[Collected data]
--

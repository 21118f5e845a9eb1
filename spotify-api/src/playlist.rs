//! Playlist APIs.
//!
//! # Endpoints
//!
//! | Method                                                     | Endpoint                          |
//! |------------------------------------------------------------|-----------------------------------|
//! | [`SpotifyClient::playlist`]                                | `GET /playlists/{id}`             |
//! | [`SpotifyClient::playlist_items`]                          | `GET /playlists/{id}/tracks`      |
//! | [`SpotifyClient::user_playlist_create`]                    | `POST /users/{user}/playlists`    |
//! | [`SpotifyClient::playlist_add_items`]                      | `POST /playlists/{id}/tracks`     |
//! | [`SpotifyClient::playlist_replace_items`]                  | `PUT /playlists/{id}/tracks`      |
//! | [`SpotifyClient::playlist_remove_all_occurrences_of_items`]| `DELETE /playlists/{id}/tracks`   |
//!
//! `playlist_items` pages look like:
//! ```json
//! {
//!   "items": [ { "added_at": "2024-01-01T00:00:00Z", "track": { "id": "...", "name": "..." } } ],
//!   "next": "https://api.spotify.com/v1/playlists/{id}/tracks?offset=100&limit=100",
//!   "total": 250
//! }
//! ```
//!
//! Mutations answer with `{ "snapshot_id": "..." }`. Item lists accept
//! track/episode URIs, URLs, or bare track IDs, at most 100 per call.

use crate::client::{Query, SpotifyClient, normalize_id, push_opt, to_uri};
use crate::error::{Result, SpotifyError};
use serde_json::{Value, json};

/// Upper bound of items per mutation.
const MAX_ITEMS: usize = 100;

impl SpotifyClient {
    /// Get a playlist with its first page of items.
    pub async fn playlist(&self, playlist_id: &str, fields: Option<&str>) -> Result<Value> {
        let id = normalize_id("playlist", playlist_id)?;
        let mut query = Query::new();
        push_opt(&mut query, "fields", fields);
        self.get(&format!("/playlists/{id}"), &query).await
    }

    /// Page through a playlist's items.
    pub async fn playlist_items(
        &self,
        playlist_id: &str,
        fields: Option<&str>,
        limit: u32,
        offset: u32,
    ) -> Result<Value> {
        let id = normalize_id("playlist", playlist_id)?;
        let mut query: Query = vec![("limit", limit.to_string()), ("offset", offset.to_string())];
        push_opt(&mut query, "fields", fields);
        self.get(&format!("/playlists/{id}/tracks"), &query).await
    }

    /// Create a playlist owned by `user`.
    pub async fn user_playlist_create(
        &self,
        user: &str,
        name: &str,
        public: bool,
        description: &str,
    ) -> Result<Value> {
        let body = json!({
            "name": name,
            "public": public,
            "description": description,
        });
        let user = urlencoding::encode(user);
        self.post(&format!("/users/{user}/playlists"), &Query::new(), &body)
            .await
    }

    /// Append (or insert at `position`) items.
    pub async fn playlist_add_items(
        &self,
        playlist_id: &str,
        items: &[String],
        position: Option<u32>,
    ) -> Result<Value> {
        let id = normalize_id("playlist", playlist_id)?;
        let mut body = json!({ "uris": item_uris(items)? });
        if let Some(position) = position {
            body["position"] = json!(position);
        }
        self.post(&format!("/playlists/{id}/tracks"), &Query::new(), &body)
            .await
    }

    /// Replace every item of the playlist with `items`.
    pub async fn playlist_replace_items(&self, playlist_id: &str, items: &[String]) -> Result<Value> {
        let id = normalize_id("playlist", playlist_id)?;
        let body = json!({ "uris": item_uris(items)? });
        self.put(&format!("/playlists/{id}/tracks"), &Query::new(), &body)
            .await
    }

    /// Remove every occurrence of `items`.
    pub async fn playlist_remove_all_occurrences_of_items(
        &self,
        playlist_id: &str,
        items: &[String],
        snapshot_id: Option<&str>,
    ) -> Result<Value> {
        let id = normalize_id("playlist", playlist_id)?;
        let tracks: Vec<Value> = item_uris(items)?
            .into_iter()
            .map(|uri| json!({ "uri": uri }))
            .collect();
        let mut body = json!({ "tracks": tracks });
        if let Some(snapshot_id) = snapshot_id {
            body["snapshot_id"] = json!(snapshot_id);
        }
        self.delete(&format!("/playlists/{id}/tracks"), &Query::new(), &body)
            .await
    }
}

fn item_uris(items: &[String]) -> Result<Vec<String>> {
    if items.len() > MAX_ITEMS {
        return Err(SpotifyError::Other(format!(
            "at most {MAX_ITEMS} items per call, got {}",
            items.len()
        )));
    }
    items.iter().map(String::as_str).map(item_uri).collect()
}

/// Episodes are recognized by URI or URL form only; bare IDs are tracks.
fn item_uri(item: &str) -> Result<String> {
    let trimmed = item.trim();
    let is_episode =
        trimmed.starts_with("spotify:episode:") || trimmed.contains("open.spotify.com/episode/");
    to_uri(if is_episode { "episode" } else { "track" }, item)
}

--

YOUR ASSIGNMENT: Pick out all lines from the data above in which the word "SpotifyError" appears.

RESPONSE TO THIS TASK:
use crate::error::{Result, SpotifyError};
        return Err(SpotifyError::Other(format!(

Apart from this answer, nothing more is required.